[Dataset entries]
-=-=-=-=-
use std::sync::Arc;

use tokio::sync::Mutex;
use tracing::{debug, info, warn};
use uuid::Uuid;

use crate::catalog::ExerciseCatalog;
use crate::errors::CoachError;
use crate::models::{
    Adaptation, AdaptationChange, ExperienceLevel, ProfileAnswers, SessionLog, WeeklyPlan,
};
use crate::services::performance_analysis_service::PerformanceAnalysisService;
use crate::services::profile_service::ProfileService;
use crate::services::program_generation_service::ProgramGenerationService;
use crate::services::set_scheme_service::SetSchemeService;
use crate::storage::{keys, load_typed, save_typed, Store};

/// Facade tying profile resolution, plan generation, performance analysis
/// and adaptation handling to the key-value store.
///
/// Every method follows the same shape: load what it needs (concurrently
/// where the loads are independent), run the pure engine over it, write the
/// result back in a single save per key.
pub struct CoachService {
    store: Arc<dyn Store>,
    catalog: Arc<ExerciseCatalog>,
    profile: ProfileService,
    generator: ProgramGenerationService,
    analyzer: PerformanceAnalysisService,
    set_scheme: SetSchemeService,
    // Serializes read-modify-write sequences against the store so two
    // concurrent plan/history mutations cannot lose each other's writes
    write_lock: Mutex<()>,
}

impl CoachService {
    pub fn new(store: Arc<dyn Store>) -> Self {
        Self::with_config(store, &crate::config::AppConfig::default())
    }

    pub fn with_config(store: Arc<dyn Store>, config: &crate::config::AppConfig) -> Self {
        let catalog = Arc::new(ExerciseCatalog::builtin().clone());
        Self {
            profile: ProfileService::new(Arc::clone(&catalog)),
            generator: ProgramGenerationService::with_default_minutes(
                Arc::clone(&catalog),
                config.default_session_minutes,
            ),
            analyzer: PerformanceAnalysisService::with_window(
                Arc::clone(&catalog),
                config.recent_window,
            ),
            set_scheme: SetSchemeService::new(),
            catalog,
            store,
            write_lock: Mutex::new(()),
        }
    }

    pub fn catalog(&self) -> &ExerciseCatalog {
        &self.catalog
    }

    pub async fn save_profile(
        &self,
        user: &str,
        answers: &ProfileAnswers,
    ) -> Result<(), CoachError> {
        save_typed(self.store.as_ref(), &keys::profile(user), answers).await
    }

    /// Generates plan variations from the stored profile and session history,
    /// persists each variation, and returns them for the user to pick from.
    /// A missing profile falls back to default answers, which the resolver
    /// turns into a conservative beginner request.
    pub async fn generate_plan_variations(
        &self,
        user: &str,
        count: usize,
    ) -> Result<Vec<WeeklyPlan>, CoachError> {
        let profile_key = keys::profile(user);
        let (answers, history) = tokio::join!(
            load_typed::<ProfileAnswers>(self.store.as_ref(), &profile_key),
            self.load_sessions(user),
        );
        let answers = answers?.unwrap_or_default();
        let history = history?;

        let request = self.profile.resolve(&answers);
        let plans = self.generator.generate_variations(&request, &history, count);
        for plan in &plans {
            save_typed(self.store.as_ref(), &keys::plan(plan.id), plan).await?;
        }
        info!(user, variations = plans.len(), "generated and stored plan variations");
        Ok(plans)
    }

    /// Marks a previously generated plan as the user's active program.
    pub async fn select_plan(&self, user: &str, plan_id: Uuid) -> Result<WeeklyPlan, CoachError> {
        let plan: WeeklyPlan = load_typed(self.store.as_ref(), &keys::plan(plan_id))
            .await?
            .ok_or(CoachError::PlanNotFound(plan_id))?;
        save_typed(self.store.as_ref(), &keys::active_plan(user), &plan_id).await?;
        info!(user, plan = %plan_id, "plan selected as active");
        Ok(plan)
    }

    pub async fn active_plan(&self, user: &str) -> Result<WeeklyPlan, CoachError> {
        let plan_id: Uuid = load_typed(self.store.as_ref(), &keys::active_plan(user))
            .await?
            .ok_or_else(|| CoachError::NoActivePlan(user.to_string()))?;
        load_typed(self.store.as_ref(), &keys::plan(plan_id))
            .await?
            .ok_or(CoachError::PlanNotFound(plan_id))
    }

    /// Appends a session to the user's history. History is append-only;
    /// existing entries are never rewritten.
    pub async fn log_session(&self, user: &str, session: SessionLog) -> Result<(), CoachError> {
        let _guard = self.write_lock.lock().await;
        let mut sessions = self.load_sessions(user).await?;
        sessions.push(session);
        save_typed(self.store.as_ref(), &keys::sessions(user), &sessions).await
    }

    /// Analyzes the active plan against logged history and stores the
    /// resulting suggestions alongside the plan.
    pub async fn analyze_performance(&self, user: &str) -> Result<Vec<Adaptation>, CoachError> {
        let plan = self.active_plan(user).await?;
        let history = self.load_sessions(user).await?;
        let adaptations = self.analyzer.analyze(&history, &plan);
        save_typed(
            self.store.as_ref(),
            &keys::adaptations(plan.id),
            &adaptations,
        )
        .await?;
        Ok(adaptations)
    }

    /// Applies an accepted adaptation to the active plan. Each change is
    /// checked against the plan's current value first; changes whose target
    /// moved since the suggestion was made are skipped rather than clobbered.
    /// The adaptation is consumed either way. The whole load-mutate-save
    /// sequence runs under the write lock, so concurrent applies to the same
    /// plan cannot lose each other's changes.
    pub async fn apply_adaptation(
        &self,
        user: &str,
        adaptation: &Adaptation,
    ) -> Result<WeeklyPlan, CoachError> {
        let _guard = self.write_lock.lock().await;
        let mut plan = self.active_plan(user).await?;
        if plan.id != adaptation.plan_id {
            warn!(
                plan = %plan.id,
                adaptation_plan = %adaptation.plan_id,
                "adaptation targets a different plan, ignoring"
            );
            self.discard_adaptation(adaptation.plan_id, adaptation.id).await?;
            return Ok(plan);
        }

        let mut applied = 0usize;
        for change in &adaptation.changes {
            if self.apply_change(&mut plan, change) {
                applied += 1;
            } else {
                debug!(field = %change.field, "adaptation change skipped (stale or unknown)");
            }
        }

        save_typed(self.store.as_ref(), &keys::plan(plan.id), &plan).await?;
        self.discard_adaptation(plan.id, adaptation.id).await?;
        info!(
            user,
            adaptation = %adaptation.id,
            applied,
            total = adaptation.changes.len(),
            "adaptation applied"
        );
        Ok(plan)
    }

    /// Removes a suggestion without touching the plan.
    pub async fn dismiss_adaptation(
        &self,
        plan_id: Uuid,
        adaptation_id: Uuid,
    ) -> Result<(), CoachError> {
        let _guard = self.write_lock.lock().await;
        self.discard_adaptation(plan_id, adaptation_id).await
    }

    // Callers must hold the write lock.
    async fn discard_adaptation(
        &self,
        plan_id: Uuid,
        adaptation_id: Uuid,
    ) -> Result<(), CoachError> {
        let key = keys::adaptations(plan_id);
        let mut stored: Vec<Adaptation> = load_typed(self.store.as_ref(), &key)
            .await?
            .unwrap_or_default();
        stored.retain(|a| a.id != adaptation_id);
        save_typed(self.store.as_ref(), &key, &stored).await
    }

    pub async fn load_sessions(&self, user: &str) -> Result<Vec<SessionLog>, CoachError> {
        Ok(load_typed(self.store.as_ref(), &keys::sessions(user))
            .await?
            .unwrap_or_default())
    }

    /// One field edit against the current plan. Returns false when the edit
    /// no longer applies cleanly; a stale change is a no-op, never an error.
    fn apply_change(&self, plan: &mut WeeklyPlan, change: &AdaptationChange) -> bool {
        match change.field.as_str() {
            "weight" => Self::edit_exercise(plan, change, |ex, v| {
                if let Some(w) = v.as_f64() {
                    ex.weight = w.max(0.0);
                    true
                } else {
                    false
                }
            }),
            "sets" => Self::edit_exercise(plan, change, |ex, v| {
                if let Some(s) = v.as_u64() {
                    ex.sets = (s as u32).clamp(1, 6);
                    true
                } else {
                    false
                }
            }),
            "reps" => Self::edit_exercise(plan, change, |ex, v| {
                if let Some(r) = v.as_u64() {
                    ex.reps = (r as u32).clamp(1, ex.rep_cap());
                    true
                } else {
                    false
                }
            }),
            "rest_seconds" => Self::edit_exercise(plan, change, |ex, v| {
                if let Some(r) = v.as_u64() {
                    ex.rest_seconds = Some(r as u32);
                    true
                } else {
                    false
                }
            }),
            "exercise" => self.substitute_exercise(plan, change),
            "days_per_week" => {
                if let Some(d) = change.new_value.as_u64() {
                    plan.days_per_week = (d as u8).clamp(2, 7);
                    true
                } else {
                    false
                }
            }
            "level" => {
                if let Ok(level) =
                    serde_json::from_value::<ExperienceLevel>(change.new_value.clone())
                {
                    plan.level = level;
                    true
                } else {
                    false
                }
            }
            "duration" => {
                if let Some(minutes) = change.new_value.as_u64() {
                    for day in &mut plan.days {
                        day.target_minutes = minutes as u32;
                    }
                    true
                } else {
                    false
                }
            }
            _ => false,
        }
    }

    fn edit_exercise(
        plan: &mut WeeklyPlan,
        change: &AdaptationChange,
        edit: impl Fn(&mut crate::models::PlannedExercise, &serde_json::Value) -> bool,
    ) -> bool {
        let Some(id) = change.exercise_id.as_deref() else {
            return false;
        };
        let Some(exercise) = plan.find_exercise_mut(id) else {
            return false;
        };
        edit(exercise, &change.new_value)
    }

    /// Replaces a failing exercise in place, keeping its day and position.
    /// The replacement gets a fresh scheme for the plan's goal and level.
    fn substitute_exercise(&self, plan: &mut WeeklyPlan, change: &AdaptationChange) -> bool {
        let Some(old_id) = change.exercise_id.as_deref() else {
            return false;
        };
        let Some(new_name) = change.new_value.as_str() else {
            return false;
        };
        let Some(replacement) = self.catalog.get_by_name(new_name) else {
            return false;
        };
        let planned = self
            .set_scheme
            .plan_exercise(replacement, plan.goal, plan.level);
        match plan.find_exercise_mut(old_id) {
            Some(slot) => {
                *slot = planned;
                true
            }
            None => false,
        }
    }
}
-=-=-=-=-
**WHAT TO DO**
In the data above, find each line that uses the string "generated". Copy it.

**RESULT**
        info!(user, variations = plans.len(), "generated and stored plan variations");
    /// Marks a previously generated plan as the user's active program.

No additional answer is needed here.